== DATA EXCERPTS

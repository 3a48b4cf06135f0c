// src/render/json.rs
use serde::Serialize;

use super::{display_path, signatures_of, RenderOptions, Renderer, SignatureMap};
use crate::error::Result;
use crate::graph::rank::RankedFile;
use crate::signatures::Signature;

#[derive(Debug, Clone, Copy, Default)]
pub struct JsonRenderer;

#[derive(Serialize)]
struct Document<'a> {
    files: Vec<FileEntry<'a>>,
}

#[derive(Serialize)]
struct FileEntry<'a> {
    path: String,
    #[serde(skip_serializing_if = "Option::is_none")]
    rank: Option<f64>,
    def_count: usize,
    ref_count: usize,
    signatures: Vec<SignatureEntry<'a>>,
}

/// A signature without its (redundant) file path.
#[derive(Serialize)]
struct SignatureEntry<'a> {
    name: &'a str,
    #[serde(rename = "type")]
    symbol_type: &'static str,
    line: usize,
    text: &'a str,
    refs: usize,
}

impl<'a> From<&'a Signature> for SignatureEntry<'a> {
    fn from(sig: &'a Signature) -> Self {
        Self {
            name: &sig.name,
            symbol_type: sig.symbol_type.as_str(),
            line: sig.line,
            text: &sig.text,
            refs: sig.refs,
        }
    }
}

impl Renderer for JsonRenderer {
    fn render(&self, ranked: &[RankedFile], signatures: &SignatureMap, opts: &RenderOptions) -> Result<String> {
        if ranked.is_empty() {
            return Ok(String::new());
        }

        let files = ranked
            .iter()
            .map(|file| FileEntry {
                path: display_path(&file.path),
                rank: opts.show_scores.then_some(file.rank),
                def_count: file.def_count,
                ref_count: file.ref_count,
                signatures: signatures_of(signatures, file, opts)
                    .iter()
                    .map(SignatureEntry::from)
                    .collect(),
            })
            .collect();

        Ok(serde_json::to_string_pretty(&Document { files })?)
    }
}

====

WHAT THE TASK REQUIRES: Looking at each line of the records, count the ones where the word "usize" appears, and report only the count.

RESULT: 4